İzmir TPİ Composite fabrikasında toplu iş sözleşmesi görüşmeleri sona yaklaşıyor. Birçok sosyal maddede anlaşmanın sağlandığı görüşmelerde, son oturumların konusunu ücret ve kıdem zamları oluşturuyor. İşçileri temsilen görüşmeye katılan Petrol-İş sendikası ile TPİ sermayedarının 13-14 Nisan günlerindeki oturumlarından sonuç çıkmadı. Sendikanın %25 ücret zammı ve kıdem yılına göre ücretlendirme taleplerine karşı sermayedarın ücretlere en son %20 ve her kıdem yılı için 10 kuruş zam teklifi etmesi üzerine anlaşma sağlanamadı. Anlaşma sağlanamaması ve görüşmelerin tıkanması üzerine TPI Sasalı ve Maltepe fabrikalarında vardiya öncesi ve sonrası eylemler başladı ve işçiler fazla mesaiye kalmamaya başladı.
Fabrika içerisinde de tartışmalar yoğunlaşıyor. Pandemide özel izinlerle ve sektöre göre oldukça düşük ücretlerle mesai baskısı altında çalıştırılan TPİ işçileri, özellikle derinleşen krizle birlikte artan hayat pahalılığına karşı ücretler konusunda patronun teklif ettiğinden çok daha fazlasını istiyorlar.
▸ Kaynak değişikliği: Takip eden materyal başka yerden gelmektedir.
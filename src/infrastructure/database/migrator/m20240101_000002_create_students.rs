//! Migration to create students table

use sea_orm_migration::prelude::*;

#[derive(DeriveMigrationName)]
pub struct Migration;

#[async_trait::async_trait]
impl MigrationTrait for Migration {
    async fn up(&self, manager: &SchemaManager) -> Result<(), DbErr> {
        manager
            .create_table(
                Table::create()
                    .table(Students::Table)
                    .if_not_exists()
                    .col(
                        ColumnDef::new(Students::Id)
                            .integer()
                            .not_null()
                            .auto_increment()
                            .primary_key(),
                    )
                    .col(ColumnDef::new(Students::Name).string_len(255).not_null())
                    .col(ColumnDef::new(Students::FatherName).string_len(255).null())
                    .col(ColumnDef::new(Students::LastName).string_len(255).null())
                    .col(ColumnDef::new(Students::Address).string_len(500).null())
                    .col(
                        ColumnDef::new(Students::Phone)
                            .string_len(50)
                            .not_null()
                            .unique_key(),
                    )
                    .col(ColumnDef::new(Students::Birthdate).date().null())
                    .col(ColumnDef::new(Students::Gender).string_len(20).null())
                    .col(ColumnDef::new(Students::Source).string_len(255).null())
                    .col(ColumnDef::new(Students::GraduationYear).integer().null())
                    .col(ColumnDef::new(Students::Notes).text().null())
                    .col(
                        ColumnDef::new(Students::CreatedAt)
                            .timestamp_with_time_zone()
                            .not_null(),
                    )
                    .to_owned(),
            )
            .await?;

        manager
            .create_index(
                Index::create()
                    .name("idx_students_name")
                    .table(Students::Table)
                    .col(Students::Name)
                    .to_owned(),
            )
            .await?;

        manager
            .create_index(
                Index::create()
                    .name("idx_students_graduation_year")
                    .table(Students::Table)
                    .col(Students::GraduationYear)
                    .to_owned(),
            )
            .await?;

        Ok(())
    }

    async fn down(&self, manager: &SchemaManager) -> Result<(), DbErr> {
        manager
            .drop_table(Table::drop().table(Students::Table).to_owned())
            .await
    }
}

#[derive(Iden)]
enum Students {
    Table,
    Id,
    Name,
    FatherName,
    LastName,
    Address,
    Phone,
    Birthdate,
    Gender,
    Source,
    GraduationYear,
    Notes,
    CreatedAt,
}
pub mod admins;
pub mod attendance;
pub mod auth;
pub mod health;
pub mod metrics;
pub mod reports;
pub mod request_id;
pub mod sessions;
pub mod students;
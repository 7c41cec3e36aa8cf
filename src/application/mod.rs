//! Application layer: use cases spanning several repositories

pub mod identity;
pub mod roster;

pub use identity::{AuthResult, IdentityService};
pub use roster::{import_students, ImportReport};
//! # Climate API Backend
//!
//! Read-only JSON API over a climate-observation dataset: weather stations
//! plus their daily precipitation and temperature readings.
//!
//! ## Architecture
//!
//! The crate is organized into several logical modules:
//!
//! - [`api`]: Response types shared by the service and HTTP layers
//! - [`models`]: Station and measurement entities, observation dates
//! - [`db`]: Repository pattern, SQLite and in-memory backends, query services
//! - [`http`]: Axum-based HTTP server and request handlers
//!
//! ## Routes
//!
//! | Path | Response |
//! |---|---|
//! | `/` | HTML index |
//! | `/api/v1.0/precipitation` | `[{"date", "prcp"}]` for the trailing year |
//! | `/api/v1.0/stations` | station codes |
//! | `/api/v1.0/tobs` | `[{"date", "tobs"}]` of station `USC00519281` for the trailing year |
//! | `/api/v1.0/{start}` | `[min, avg, max]` temperature from `start` |
//! | `/api/v1.0/{start}/{end}` | `[min, avg, max]` temperature in `[start, end]` |

pub mod api;
pub mod db;
pub mod models;

#[cfg(feature = "http-server")]
pub mod http;
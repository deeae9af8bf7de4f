//! Repository trait for abstracting dataset access.
//!
//! The trait defines the read operations the query service needs, allowing
//! the SQLite implementation and the in-memory one to be swapped via
//! dependency injection.

use async_trait::async_trait;

use crate::api::{DateRange, PrecipitationRecord, TemperatureObservation, TemperatureSummary};
use crate::models::ObservationDate;

pub mod error;

pub use error::{ErrorContext, RepositoryError, RepositoryResult};

/// Read-only access to the `station` and `measurement` tables.
///
/// Sequences come back in table order (ascending primary key).
///
/// # Thread Safety
/// Implementations must be `Send + Sync` so one instance can be shared by all
/// request handlers.
#[async_trait]
pub trait ClimateRepository: Send + Sync {
    /// Check if the dataset is reachable.
    ///
    /// # Returns
    /// - `Ok(true)` if a trivial query succeeds
    /// - `Ok(false)` if the backend reports itself unhealthy without an error
    /// - `Err(RepositoryError)` if the check itself failed
    async fn health_check(&self) -> RepositoryResult<bool>;

    /// Raw `max(measurement.date)`, `None` when the table is empty.
    async fn latest_observation_date(&self) -> RepositoryResult<Option<String>>;

    /// Every station code.
    async fn station_codes(&self) -> RepositoryResult<Vec<String>>;

    /// `(date, prcp)` for every measurement with `date >= since`.
    async fn precipitation_since(
        &self,
        since: ObservationDate,
    ) -> RepositoryResult<Vec<PrecipitationRecord>>;

    /// `(date, tobs)` for one station with `date >= since`.
    async fn temperature_observations(
        &self,
        station: &str,
        since: ObservationDate,
    ) -> RepositoryResult<Vec<TemperatureObservation>>;

    /// Min/avg/max of `tobs` over the rows inside `range`.
    ///
    /// An empty match is not an error; it yields [`TemperatureSummary::empty`].
    async fn temperature_summary(&self, range: DateRange) -> RepositoryResult<TemperatureSummary>;
}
Aynı süreçte içerde sermayedar tarafından yayılan “Grev yapmak yasak” propagandası sendika temsilcileri tarafından da pekiştiriliyor.
Son yıllarda nerdeyse işçilerin grevlerinin tamamı Cumhurbaşkanlığı tarafından yasaklanıyor, işçilerin üretimden gelen güçlerini kullanmaları engelleniyor. Geçmiş dönemlere nazaran özellikle pandemiyle birlikte AKP-MHP iktidarının sermayeyi korumak adına yürüttüğü politikaların bu kadar gün yüzüne çıktığı bir dönemde, patronlar bu yasaklara dayanarak zenginleşmeyi sürdürüyorlar. Yasalara göre grev hakkı olsa dahi fiilen grev yaptırılmaması bile patronlara TPİ’deki gibi “yasak” söylentilerini rahatça yaymasına zemin yaratıyor. Salgın sürecinde patronla işbirlikçi tutumu daha da görünür hale gelen sendika bürokrasisinin de bu yalan söylentinin yayılmasını sağlaması, bu süreçte TPİ işçisinin silahını şimdiden düşürmesi amacına hizmet ediyor.
Petrol-İş sendikasının, TİS süreçleri devam eden fabrikalarda grevlerin yasaklanması ihtimalinin göz önünde bulundurulması telkinlerini yaydığı belirtiliyor. Dolayısıyla TPİ’de yaşananlar hiç şaşırtıcı değil. Telkinle sınırlama ve fiili meşru mücadeleye sevk etmeme tutumu, greve hazırlanmama sonucunu doğuruyor. İşçinin hak arayışına patron ve devletten önce müdahale ediliyor oluşu, günümüzün icazetçi sendikal anlayışının örneklerinden biri sadece.
Tek tek bileşenleriyle, iktidarıyla, devletin tüm imkanlarıyla sermaye sınıfının, işçi sınıfına yönelik bu baskı ve saldırılarına karşı TİS sürecinde mücadeleye geçmek, milyonlarca emekçinin biriken öfkesini açığa çıkartacak eylemli bir hareket imkanıdır. Bunun farkında olan sermaye sınıfı işçiyi işsizlik sopasıyla açlığa ve yoksulluğa terk ederken, çözümsüzlük ve umutsuzluk yaymayı da sürdürüyor. Ekonomik nedenlerle her gün birden çok insan intihar ediyor. Kötü çalışma koşulları iş cinayetlerini beraberinde getiriyor. Her türlü baskı ve tehdit uygulamalarıyla sindirilmeye çalışılıyoruz.
Bütün bu sorunları bir araya gelerek, ortak hareket ederek aşabilir, mücadeleyle yarını değiştirebiliriz. Tüm bunlardan yola çıkarak TPİ işçisinin bugün haklarımız ve geleceğimiz için GREV diyebilmesi, bizlere reva görülen bu koşulları kabul etmemesi gerekmektedir. Hiçbir şey için geç değildir. Asıl şimdi işçinin gücünü ortaya koymanın zamanıdır. Bizlerin ağırlaşan çalışma ve yaşam koşulları üzerinden zenginleşen TPİ patronuna, biz çalışmadığımızda onun hiçbir şey yapamayacağını göstermek için birleşelim, haklarımız için GREV diyelim!